A few days ago my middle son’s teacher stopped me outside his class when I dropped him off. “I have a favour to ask”, she says, “Do you work?” Me: “No, I don’t work, why?” Teacher: “Can you help us on the school trip next week?” Well, it so happens that I can’t, because The Little Guy will be with me all day, and younger siblings aren’t allowed on school trips, for obvious reasons. But… “No, I don’t work”?! Really!? Is that the right answer Sara? Why did I say that?! I do work. The fact that I’m self-employed and work from home as a freelance writer doesn’t mean I don’t work. So why exactly did I say that I don’t?
Photo courtesy of Carin Thakrar Photography.
1. I’m fairly new to the job
It’s been a while since I left my last job – nearly 10 months, to be precise. I’m a Business Analyst by trade, and I was in that career for 11 years. Without a professional background as a writer, I must admit I do find it hard, sometimes, to accept and acknowledge this change of career. But now I am a writer. And to convince myself, I just have to bring up the argument that I do write. For a living. That means I am a writer and work as a writer. Yes, it’s early days, and I’ve not been doing it for that long, but it’s what I do now. I don’t do it as a hobby, so yes, I do work.
2. Working from home isn’t the same as working from an office
The fact that after dropping my children off to school or nursery in the mornings means that I can go back home and choose what to do (work wise) for the next few hours, doesn’t really feel like work to me. When you have a job, you get up in the morning, get ready, and you GO TO WORK. If I’m not going anywhere, does it mean I’m working? Well, I am. I’m not at home watching morning TV. Working from home is still working. Right?
3. I don’t have set hours
What looks like another leftover from the many years spent in traditional employment is the fact that when you have a job you’re expected to be at work at a certain time. If you’re not, you’re late (which may or may not be a huge problem). And you can’t leave before a certain time either. Unless you’re ill, or your house is on fire. If I don’t have set times, and if I can work whenever it suits me and my family, then it must mean I don’t work. But ha, you guessed it – I do!
4. My salary is no longer guaranteed
Or maybe I instinctively say that I don’t work because I don’t have a set salary? I don’t earn as much as I used to. And the mere fact of turning up for work (even if you’re feeling brain-dead from a night spent up with the baby) no longer means that I’ll get paid at the end of the month. Now when I feel brain-dead from having a bad night, and I don’t get as much done, I just don’t get paid for it. If I’ve not produced anything, there’s nothing I can be paid for. Does any of that mean I’m not working though?

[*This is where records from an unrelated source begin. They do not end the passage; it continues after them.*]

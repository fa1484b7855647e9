//! Pipeline state machine and per-run outcome.
//!
//! ```text
//! Idle ──trigger──▶ Capturing ──credential ok──▶ Correcting ──▶ Done
//!                       │                             └──────▶ Failed
//!                       └── blank / no key / key as input ──▶ Idle
//! Done / Failed ──▶ Idle
//! ```

// ---------------------------------------------------------------------------
// PipelineState
// ---------------------------------------------------------------------------

/// States of the correction pipeline.
#[derive(Debug, Clone, Copy, PartialEq, Eq, Default)]
pub enum PipelineState {
    /// Waiting for the shortcut.
    #[default]
    Idle,

    /// Text received; checking the credential and input guards.
    Capturing,

    /// Request sent to the correction endpoint.
    Correcting,

    /// Corrected text has been written to the clipboard.
    Done,

    /// The correction or the clipboard write failed.
    Failed,
}

impl PipelineState {
    /// Returns `true` while a run is between trigger and terminal state.
    ///
    /// ```
    /// use write_right::pipeline::PipelineState;
    ///
    /// assert!(!PipelineState::Idle.is_busy());
    /// assert!(PipelineState::Capturing.is_busy());
    /// assert!(PipelineState::Correcting.is_busy());
    /// assert!(!PipelineState::Done.is_busy());
    /// assert!(!PipelineState::Failed.is_busy());
    /// ```
    pub fn is_busy(&self) -> bool {
        matches!(self, PipelineState::Capturing | PipelineState::Correcting)
    }

    /// A short human-readable label.
    pub fn label(&self) -> &'static str {
        match self {
            PipelineState::Idle => "Idle",
            PipelineState::Capturing => "Capturing",
            PipelineState::Correcting => "Correcting",
            PipelineState::Done => "Done",
            PipelineState::Failed => "Failed",
        }
    }
}

// ---------------------------------------------------------------------------
// RunOutcome
// ---------------------------------------------------------------------------

/// How a single [`run`](super::CorrectionPipeline::run) ended.
///
/// The trigger ignores it; it exists for logging and tests.
#[derive(Debug, Clone, PartialEq, Eq)]
pub enum RunOutcome {
    /// The clipboard now holds this text.
    Corrected(String),
    /// Nothing but whitespace was captured.
    Blank,
    /// Another run was in flight; this trigger was dropped.
    Busy,
    /// No credential stored; the setup view was requested.
    SetupRequired,
    /// The captured text was the credential itself.
    CredentialInput,
    /// The correction or clipboard write failed with this message.
    Failed(String),
}

impl RunOutcome {
    pub fn label(&self) -> &'static str {
        match self {
            RunOutcome::Corrected(_) => "corrected",
            RunOutcome::Blank => "blank",
            RunOutcome::Busy => "busy",
            RunOutcome::SetupRequired => "setup-required",
            RunOutcome::CredentialInput => "credential-input",
            RunOutcome::Failed(_) => "failed",
        }
    }
}

// ---------------------------------------------------------------------------
// Tests
// ---------------------------------------------------------------------------
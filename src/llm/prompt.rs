//! Fixed prompt templates and generation parameters.
//!
//! Two request kinds share the endpoint:
//! * **Correction** — the grammar/readability instruction followed by the
//!   user's text; low temperature, no output cap.
//! * **Probe** — asks the model to answer with a sentinel word; used to check
//!   a candidate API key with a short, cheap request.

use super::wire::GenerationConfig;

/// Instruction prefixed to every correction request.
const CORRECTION_INSTRUCTION: &str = "\
You are a grammar and readability correction tool. \
Fix grammar and improve readability of this text without changing meaning. \
Respond ONLY with the corrected text, no explanations:";

/// Text sent by the credential probe.
pub const PROBE_PROMPT: &str =
    "Hello, please respond with just the word 'valid' if you can read this message.";

/// Substring expected (case-insensitively) in the probe's reply.
pub const PROBE_SENTINEL: &str = "valid";

/// Sampling parameters for a correction.
pub const CORRECTION_CONFIG: GenerationConfig = GenerationConfig {
    temperature: 0.1,
    top_p: Some(0.8),
    top_k: Some(40),
    max_output_tokens: None,
};

/// Sampling parameters for the probe.
pub const PROBE_CONFIG: GenerationConfig = GenerationConfig {
    temperature: 0.1,
    top_p: None,
    top_k: None,
    max_output_tokens: Some(10),
};

/// Build the correction prompt for `text`.
///
/// ```
/// use write_right::llm::prompt::correction_prompt;
///
/// let prompt = correction_prompt("i has a error");
/// assert!(prompt.ends_with("\n\ni has a error"));
/// ```
pub fn correction_prompt(text: &str) -> String {
    format!("{CORRECTION_INSTRUCTION}\n\n{text}")
}

/// `true` when a probe reply contains the sentinel, ignoring case.
pub fn is_probe_reply(reply: &str) -> bool {
    reply.to_lowercase().contains(PROBE_SENTINEL)
}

5. The impostor syndrome overpowers the internal dialogue
Or perhaps this is it. Exactly this. I’m letting all the internal self-talk and self-doubt take over. How can I be a writer? I didn’t go to university to study to be a writer! Did I spend years in a career that involved writing professionally? I did, actually – not creative writing, as such, but writing nonetheless. Writing that I was very good at and that came really easy to me. So yes, a few brownie points for me there. I am ‘allowed’ to call myself a writer. Because I write.
“Yes, I do work”
It’s a bit annoying, frankly. Nearly a year on, when people on the playground or at my children’s school ask me if I work, I say I don’t. But I do. I’ve been writing on the MummyNatal and BabyNatal websites for over two years now. I regularly publish my work on the Huffington Post UK and on Parent.co. And I’ve written a number of guests posts on other sites (you can see some examples on my Work with me page).
I’m writing my first book, to help people who had a similar leg fracture and surgery to mine. And the fact that I have now written 86 posts on this blog has to count too! Plus, I spend a huge amount of my time reading and learning. About writing, marketing, social media, building and promoting an online business, as well as all the subjects I write about, like stress, mindfulness or decluttering.
So yes, I do work. I work around my children because I needed the freedom and flexibility that a ‘traditional career’ wasn’t able to give me. So I had to put my big-girl pants on, make a big, scary step and reinvent myself.
I work from home. But it doesn’t mean that my job is any less important, valuable, or rewarding than anyone else’s. So it’s about time I start owning this.
Next time, I’ll have the right answer ready. I promise.
Have you recently changed your career? Do you suffer from Impostor’s Syndrome? Do you have any experiences, thoughts, or tips to share?